Collected data entries:
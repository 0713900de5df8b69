//! External collaborators
//!
//! The engine never simulates the game world. It consumes four capabilities
//! from whatever hosts it:
//!
//! - [`MobEngine`]: spawn, locate, move and remove boss entities
//! - [`RewardHost`]: connected participants, privileged commands, inventories
//! - [`ItemCatalog`](crate::reward::ItemCatalog): turns configured items into stacks
//! - [`Broadcaster`]: receives structured [`Announcement`]s
//!
//! and a stream of [`WorldEvent`]s describing combat.

mod announcement;
mod events;

pub use announcement::{Announcement, Channels, RankingLine};
pub use events::{Actor, AreaEffectKind, Damager, EffectAction, Participant, WorldEvent};

use crate::reward::{ItemCatalog, ItemStack};
use bossfall_types::{Location, MobId, ParticipantId};
use thiserror::Error;

/// Opaque handle to a mob the engine spawned or adopted
#[derive(Debug, Clone, PartialEq, Eq)]
pub struct MobHandle {
    pub identity: MobId,
    pub template: String,
}

/// Live view of a resolvable mob entity
#[derive(Debug, Clone, PartialEq)]
pub struct EntityRef {
    pub identity: MobId,
    pub location: Location,
}

/// Identifier of an item entity lying in the world
#[derive(Debug, Clone, Copy, PartialEq, Eq, Hash, PartialOrd, Ord)]
pub struct DroppedItemId(pub u64);

/// Failures reported by the mob engine
#[derive(Debug, Error)]
pub enum SpawnError {
    #[error("unknown mob template '{template}'")]
    UnknownTemplate { template: String },

    #[error("mob engine rejected '{template}': {reason}")]
    Rejected { template: String, reason: String },
}

/// Failure reported by the reward host for a single operation
#[derive(Debug, Error)]
#[error("{0}")]
pub struct HostError(pub String);

// ─────────────────────────────────────────────────────────────────────────────
// Capabilities
// ─────────────────────────────────────────────────────────────────────────────

pub trait MobEngine {
    fn is_world_loaded(&self, world: &str) -> bool;

    /// Make sure the area around `location` is loaded before spawning into it.
    fn load_chunk(&mut self, location: &Location);

    fn spawn_mob(&mut self, template: &str, location: &Location) -> Result<MobHandle, SpawnError>;

    /// Look a mob up among the engine's active mobs by its identity.
    fn find_mob(&self, identity: MobId) -> Option<MobHandle>;

    /// `None` once the entity is despawned, dead or otherwise invalid.
    fn resolve_entity(&self, handle: &MobHandle) -> Option<EntityRef>;

    fn teleport(&mut self, handle: &MobHandle, location: &Location);

    fn remove_entity(&mut self, handle: &MobHandle);
}

pub trait RewardHost {
    fn is_online(&self, participant: ParticipantId) -> bool;

    fn dispatch_command(&mut self, command: &str) -> Result<(), HostError>;

    /// Roll a named loot table once for a participant.
    fn run_loot_table(&mut self, table: &str, participant_name: &str) -> Result<(), HostError>;

    /// Put a stack into the participant's inventory, returning what did not fit.
    fn give_item(&mut self, participant: ParticipantId, item: ItemStack) -> Option<ItemStack>;

    /// Drop a stack at the participant's feet.
    fn drop_item(&mut self, participant: ParticipantId, item: ItemStack) -> Option<DroppedItemId>;

    fn remove_dropped_item(&mut self, item: DroppedItemId);
}

pub trait Broadcaster {
    fn announce(&mut self, announcement: Announcement);
}

/// Everything the engine needs from its host, in one bound.
pub trait WorldHost: MobEngine + RewardHost + ItemCatalog + Broadcaster {}

impl<T> WorldHost for T where T: MobEngine + RewardHost + ItemCatalog + Broadcaster {}
use super::{ContributionLedger, ContributionTracker, RankingSnapshot};
use crate::world::{Actor, Damager, WorldEvent};
use bossfall_types::{ContributionCategory, MobId, ParticipantId};
use hashbrown::HashMap;
use tracing::debug;

/// Damage dealt to tracked bosses, plus the participant who hit last
#[derive(Debug, Default)]
pub struct DamageTracker {
    ledger: ContributionLedger,
    last_hit: HashMap<MobId, ParticipantId>,
}

impl DamageTracker {
    pub fn new() -> Self {
        Self::default()
    }

    /// Credit damage to the participant behind `attacker`, unwrapping one
    /// level of projectile, tamed creature, explosive or cloud.
    pub fn record_damage(&mut self, victim: MobId, attacker: &Damager, amount: f64) {
        if !self.ledger.is_tracking(victim) {
            return;
        }
        let Some(player) = attacker.responsible_player() else {
            return;
        };
        self.last_hit.insert(victim, player.id);
        if self.ledger.add(victim, player, amount) {
            debug!(mob = %victim, player = %player.name, amount, "Damage recorded");
        }
    }

    pub fn last_hit(&self, mob: MobId) -> Option<ParticipantId> {
        self.last_hit.get(&mob).copied()
    }
}

impl ContributionTracker for DamageTracker {
    fn category(&self) -> ContributionCategory {
        ContributionCategory::Damage
    }

    fn start_tracking(&mut self, mob: MobId) {
        self.ledger.start(mob);
        self.last_hit.remove(&mob);
    }

    fn stop_tracking(&mut self, mob: MobId) {
        self.ledger.stop(mob);
        self.last_hit.remove(&mob);
    }

    fn is_tracking(&self, mob: MobId) -> bool {
        self.ledger.is_tracking(mob)
    }

    fn handle_event(&mut self, event: &WorldEvent) {
        if let WorldEvent::DamageDealt {
            attacker,
            victim: Actor::Mob(mob),
            amount,
        } = event
        {
            self.record_damage(*mob, attacker, *amount);
        }
    }

    fn build_snapshot(&self, mob: MobId) -> RankingSnapshot {
        let mut snapshot = self.ledger.snapshot(ContributionCategory::Damage, mob);
        snapshot.last_hit = self.last_hit(mob);
        snapshot
    }

    fn clear_all(&mut self) {
        self.ledger.clear();
        self.last_hit.clear();
    }
}
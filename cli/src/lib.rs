pub mod commands;
pub mod context;
pub mod logging;
pub mod repl;

pub use context::CliContext;
pub use repl::readline;
use std::io::Write;

use bossfall_core::encounter::{EncounterStatus, format_clock, format_duration};
use bossfall_core::reward::Payout;
use bossfall_core::storage::StateWriter;
use bossfall_core::world::{AreaEffectKind, EffectAction};
use bossfall_core::{
    Actor, Announcement, AppConfigExt, Damager, PayoutReport, StatusEffect, WorldEvent, load_definitions,
};
use chrono::Utc;

use crate::context::CliContext;

// ─────────────────────────────────────────────────────────────────────────────
// Encounter Commands
// ─────────────────────────────────────────────────────────────────────────────

pub async fn list(ctx: &CliContext) -> Result<(), String> {
    let statuses = ctx.service.statuses().await.map_err(|e| e.to_string())?;
    if statuses.is_empty() {
        println!("No encounters configured");
        return Ok(());
    }

    println!("{:<20} {:<20} {:<8} {:<22} Expires", "Encounter", "Mob", "State", "Next spawn");
    println!("{}", "-".repeat(80));
    for status in &statuses {
        println!(
            "{:<20} {:<20} {:<8} {:<22} {}",
            status.id,
            status.mob,
            if status.alive { "alive" } else { "idle" },
            next_spawn_label(status),
            status
                .seconds_until_expiry
                .map(format_duration)
                .unwrap_or_else(|| "-".to_string()),
        );
    }
    Ok(())
}

fn next_spawn_label(status: &EncounterStatus) -> String {
    match (status.next_spawn, status.seconds_until_spawn) {
        (Some(at), Some(secs)) => format!("{} (in {})", format_clock(at, status.zone), format_duration(secs)),
        _ => "unscheduled".to_string(),
    }
}

pub async fn spawn(ctx: &CliContext, id: Option<&str>) -> Result<(), String> {
    match id {
        Some(id) => {
            let mob = ctx.service.force_spawn(id).await.map_err(|e| e.to_string())?;
            println!("Spawned {id} ({mob})");
        }
        None => {
            let outcomes = ctx.service.force_spawn_all().await.map_err(|e| e.to_string())?;
            for (id, outcome) in outcomes {
                match outcome {
                    Ok(mob) => println!("Spawned {id} ({mob})"),
                    Err(e) => println!("Failed to spawn {id}: {e}"),
                }
            }
        }
    }
    show_announcements(ctx).await
}

pub async fn despawn(ctx: &CliContext, id: Option<&str>) -> Result<(), String> {
    match id {
        Some(id) => {
            let removed = ctx.service.despawn(id).await.map_err(|e| e.to_string())?;
            if removed {
                println!("Despawned {id}");
            } else {
                println!("{id} is not alive");
            }
        }
        None => {
            let count = ctx.service.despawn_all().await.map_err(|e| e.to_string())?;
            println!("Despawned {count} encounters");
        }
    }
    Ok(())
}

pub async fn reload(ctx: &CliContext) -> Result<(), String> {
    let (path, zone) = {
        let config = ctx.config.read().await;
        (config.definitions_path(), config.default_zone())
    };
    let definitions = load_definitions(&path, zone).map_err(|e| e.to_string())?;
    let count = definitions.len();

    let worlds: Vec<String> = definitions
        .iter()
        .filter_map(|d| d.spawn_location().map(|l| l.world))
        .collect();
    ctx.service
        .with_host(move |host| {
            for world in &worlds {
                host.load_world(world);
            }
        })
        .await
        .map_err(|e| e.to_string())?;

    let report = ctx.service.reload(definitions).await.map_err(|e| e.to_string())?;
    println!(
        "Reloaded {count} encounters from {} ({} bosses kept, {} dropped)",
        path.display(),
        report.restored,
        report.discarded
    );
    Ok(())
}

// ─────────────────────────────────────────────────────────────────────────────
// Participant Commands
// ─────────────────────────────────────────────────────────────────────────────

pub async fn join(ctx: &CliContext, name: &str) -> Result<(), String> {
    let participant = ctx.participant(name).await;
    let id = participant.id;
    ctx.service
        .with_host(move |host| host.set_online(id, true))
        .await
        .map_err(|e| e.to_string())?;
    ctx.service
        .handle_event(WorldEvent::ParticipantJoined { participant })
        .await
        .map_err(|e| e.to_string())?;
    println!("{name} joined");
    Ok(())
}

pub async fn leave(ctx: &CliContext, name: &str) -> Result<(), String> {
    let id = ctx.participant(name).await.id;
    ctx.service
        .with_host(move |host| host.set_online(id, false))
        .await
        .map_err(|e| e.to_string())?;
    println!("{name} left");
    Ok(())
}

pub async fn who(ctx: &CliContext) -> Result<(), String> {
    let participants = ctx.participants().await;
    if participants.is_empty() {
        println!("No participants yet");
        return Ok(());
    }
    let ids: Vec<_> = participants.iter().map(|p| p.id).collect();
    let online = ctx
        .service
        .with_host(move |host| {
            use bossfall_core::world::RewardHost;
            ids.iter().map(|id| host.is_online(*id)).collect::<Vec<_>>()
        })
        .await
        .map_err(|e| e.to_string())?;
    for (participant, online) in participants.iter().zip(online) {
        println!(
            "{:<20} {:<8} {}",
            participant.name,
            if online { "online" } else { "offline" },
            participant.id
        );
    }
    Ok(())
}

// ─────────────────────────────────────────────────────────────────────────────
// Combat Commands
// ─────────────────────────────────────────────────────────────────────────────

pub async fn hit(ctx: &CliContext, name: &str, encounter: &str, amount: f64) -> Result<(), String> {
    let mob = ctx.live_mob(encounter).await?;
    let player = ctx.participant(name).await;
    send(
        ctx,
        WorldEvent::DamageDealt {
            attacker: Damager::Direct(Actor::Player(player)),
            victim: Actor::Mob(mob),
            amount,
        },
    )
    .await
}

pub async fn bite(ctx: &CliContext, encounter: &str, name: &str, amount: f64) -> Result<(), String> {
    let mob = ctx.live_mob(encounter).await?;
    let player = ctx.participant(name).await;
    send(
        ctx,
        WorldEvent::DamageDealt {
            attacker: Damager::Direct(Actor::Mob(mob)),
            victim: Actor::Player(player),
            amount,
        },
    )
    .await
}

/// A thrown potion landing on the boss: the area event names the thrower,
/// the effect event lands on the same tick.
pub async fn splash(
    ctx: &CliContext,
    name: &str,
    encounter: &str,
    effect: &str,
    amplifier: u32,
    seconds: u32,
) -> Result<(), String> {
    let effect = StatusEffect::from_name(effect).ok_or_else(|| format!("unknown effect '{effect}'"))?;
    let mob = ctx.live_mob(encounter).await?;
    let player = ctx.participant(name).await;
    let tick = ctx.game_tick();

    send(
        ctx,
        WorldEvent::AreaEffectApplied {
            kind: AreaEffectKind::Splash,
            source: Actor::Player(player),
            affected: vec![Actor::Mob(mob)],
            tick,
        },
    )
    .await?;
    send(
        ctx,
        WorldEvent::EffectApplied {
            target: Actor::Mob(mob),
            effect,
            amplifier,
            duration_ticks: seconds.saturating_mul(20),
            action: EffectAction::Added,
            tick,
        },
    )
    .await
}

pub async fn kill(ctx: &CliContext, encounter: &str, by: Option<&str>) -> Result<(), String> {
    let mob = ctx.live_mob(encounter).await?;
    let killer = match by {
        Some(name) => Some(ctx.participant(name).await),
        None => None,
    };
    ctx.service
        .with_host(move |host| host.vanish_mob(mob))
        .await
        .map_err(|e| e.to_string())?;
    let report = ctx
        .service
        .handle_event(WorldEvent::MobDied { mob, killer })
        .await
        .map_err(|e| e.to_string())?;

    show_announcements(ctx).await?;
    if let Some(report) = report {
        print_report(ctx, &report).await;
    }
    Ok(())
}

async fn send(ctx: &CliContext, event: WorldEvent) -> Result<(), String> {
    ctx.service
        .handle_event(event)
        .await
        .map(|_| ())
        .map_err(|e| e.to_string())
}

async fn print_report(ctx: &CliContext, report: &PayoutReport) {
    if report.payouts.is_empty() && report.failures == 0 {
        println!("No rewards paid");
        return;
    }
    for payout in &report.payouts {
        let line = match payout {
            Payout::CommandDispatched { participant, command } => {
                format!("{}: ran `{command}`", label(ctx, *participant).await)
            }
            Payout::CommandQueued { participant, command } => {
                format!("{}: queued `{command}`", label(ctx, *participant).await)
            }
            Payout::LootTableRolled {
                participant,
                table,
                rolls,
            } => format!("{}: rolled {table} x{rolls}", label(ctx, *participant).await),
            Payout::ItemGiven {
                participant,
                item,
                dropped,
            } => format!(
                "{}: {} x{}{}",
                label(ctx, *participant).await,
                item.key,
                item.amount,
                if dropped.is_some() { " (overflow dropped)" } else { "" }
            ),
            Payout::ItemQueued { participant, item } => format!(
                "{}: queued {} x{}",
                label(ctx, *participant).await,
                item.material,
                item.amount
            ),
        };
        println!("  {line}");
    }
    if report.failures > 0 {
        println!("  {} rewards failed, see log", report.failures);
    }
}

async fn label(ctx: &CliContext, participant: bossfall_types::ParticipantId) -> String {
    ctx.participant_name(participant)
        .await
        .unwrap_or_else(|| participant.to_string())
}

// ─────────────────────────────────────────────────────────────────────────────
// Announcements
// ─────────────────────────────────────────────────────────────────────────────

/// Print and clear everything broadcast since the last call
pub async fn show_announcements(ctx: &CliContext) -> Result<(), String> {
    let announcements = ctx
        .service
        .with_host(|host| host.take_announcements())
        .await
        .map_err(|e| e.to_string())?;
    for announcement in &announcements {
        if let Some(line) = describe(announcement) {
            println!("[broadcast] {line}");
        }
    }
    Ok(())
}

fn describe(announcement: &Announcement) -> Option<String> {
    let line = match announcement {
        Announcement::Spawned { encounter, mob } => format!("{mob} has appeared! ({encounter})"),
        Announcement::SpawnWarning { mob, minutes, .. } => {
            let unit = if *minutes == 1 { "minute" } else { "minutes" };
            format!("{mob} spawns in {minutes} {unit}")
        }
        Announcement::CountdownShown { mob, .. } => format!("{mob} countdown started"),
        // Per-second progress is only interesting to a boss bar
        Announcement::CountdownProgress { .. } | Announcement::CountdownHidden { .. } => return None,
        Announcement::Died { mob, killer, .. } => match killer {
            Some(killer) => format!("{mob} was slain by {killer}"),
            None => format!("{mob} has died"),
        },
        Announcement::Ranking { mob, category, lines, .. } => {
            let mut text = format!("{mob} {category} ranking:");
            for line in lines {
                text.push_str(&format!(
                    "\n    #{} {} {:.1} ({:.1}%)",
                    line.rank, line.name, line.score, line.percent
                ));
            }
            text
        }
        Announcement::PendingDelivered { participant, count } => {
            format!("delivered {count} pending rewards to {participant}")
        }
    };
    Some(line)
}

// ─────────────────────────────────────────────────────────────────────────────
// Session
// ─────────────────────────────────────────────────────────────────────────────

pub async fn show_config(ctx: &CliContext) -> Result<(), String> {
    let config = ctx.config.read().await;
    println!("data directory:    {}", config.data_dir().display());
    println!("definitions:       {}", config.definitions_path().display());
    println!("default timezone:  {}", config.default_zone());
    println!("tick interval:     {}ms", config.tick_interval_ms);
    println!("delivery delay:    {}s", config.pending_delivery_delay_secs);
    println!("debug logging:     {}", config.debug_logging);
    println!("service running:   {}", ctx.tasks.lock().await.is_running());
    println!("now:               {}", Utc::now().format("%Y-%m-%d %H:%M:%S UTC"));
    Ok(())
}

pub fn exit() {
    let mut stdout = std::io::stdout();
    let _ = write!(stdout, "quitting...");
    let _ = stdout.flush();
}

/// Stop the service, then drain the state writer
pub async fn shutdown(ctx: &CliContext, writer: StateWriter) -> Result<(), String> {
    let released = match ctx.service.shutdown().await {
        Ok(released) => released,
        Err(e) => {
            ctx.tasks.lock().await.abort_all().await;
            return Err(e.to_string());
        }
    };
    let (service_task, writer_task) = {
        let mut tasks = ctx.tasks.lock().await;
        (tasks.service.take(), tasks.writer.take())
    };
    if let Some(task) = service_task {
        task.await.map_err(|e| e.to_string())?;
    }
    match writer_task {
        Some(task) => writer.shutdown(task).await,
        None => writer.flush().await,
    }
    println!("\n{} live bosses left in place for the next start", released.len());
    Ok(())
}
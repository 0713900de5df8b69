use super::RewardError;
use crate::encounter::{ItemKind, ItemSpec};

/// A concrete item ready to hand to the reward host
#[derive(Debug, Clone, PartialEq)]
pub struct ItemStack {
    pub kind: ItemKind,
    /// Material, `TYPE:ID`, or external name depending on `kind`
    pub key: String,
    pub amount: u32,
    pub display_name: Option<String>,
}

/// Resolves configured items through their provider
pub trait ItemCatalog {
    fn inventory_item(
        &self,
        material: &str,
        display_name: Option<&str>,
        amount: u32,
    ) -> Result<ItemStack, RewardError>;

    fn external_item_by_id(&self, item_type: &str, id: &str, amount: u32) -> Result<ItemStack, RewardError>;

    fn external_item_by_name(&self, name: &str, amount: u32) -> Result<ItemStack, RewardError>;
}

/// Resolve through the provider named by `kind`
pub fn resolve_item<C: ItemCatalog + ?Sized>(
    catalog: &C,
    kind: ItemKind,
    material: &str,
    external_id: Option<&str>,
    display_name: Option<&str>,
    amount: u32,
) -> Result<ItemStack, RewardError> {
    match kind {
        ItemKind::Inventory => catalog.inventory_item(material, display_name, amount),
        ItemKind::ExternalId => {
            let id = external_id.ok_or_else(|| RewardError::MissingExternalId {
                item_type: material.to_string(),
            })?;
            catalog.external_item_by_id(material, id, amount)
        }
        ItemKind::ExternalName => catalog.external_item_by_name(material, amount),
    }
}

impl ItemSpec {
    pub fn resolve<C: ItemCatalog + ?Sized>(&self, catalog: &C, amount: u32) -> Result<ItemStack, RewardError> {
        resolve_item(
            catalog,
            self.kind,
            &self.material,
            self.id.as_deref(),
            self.display_name.as_deref(),
            amount,
        )
    }
}

/// `max(1, round(base × multiplier))`
pub fn granted_amount(base: u32, multiplier: f64) -> u32 {
    let scaled = (f64::from(base) * multiplier).round().max(1.0);
    scaled.min(f64::from(u32::MAX)) as u32
}

/// Keep `[A-Za-z0-9_]`. `None` when nothing is left.
pub fn sanitize_name(name: &str) -> Option<String> {
    let clean: String = name
        .chars()
        .filter(|c| c.is_ascii_alphanumeric() || *c == '_')
        .collect();
    (!clean.is_empty()).then_some(clean)
}

/// Keep `[A-Za-z0-9_.-]`. `None` when nothing is left.
pub fn sanitize_loot_table(name: &str) -> Option<String> {
    let clean: String = name
        .chars()
        .filter(|c| c.is_ascii_alphanumeric() || matches!(c, '_' | '-' | '.'))
        .collect();
    (!clean.is_empty()).then_some(clean)
}

/// Commands carrying shell-style separators or substitutions are never
/// replayed from the pending queue.
pub fn is_unsafe_command(command: &str) -> bool {
    command.contains([';', '&', '|', '`', '$'])
}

What you have to do: Repeat exactly the lines from the first line of the records above through the line containing "remove boss entities", both included, and nothing else.

Response to the exercise:
repository 0713900de5df8b69
//! External collaborators
//!
//! The engine never simulates the game world. It consumes four capabilities
//! from whatever hosts it:
//!
//! - [`MobEngine`]: spawn, locate, move and remove boss entities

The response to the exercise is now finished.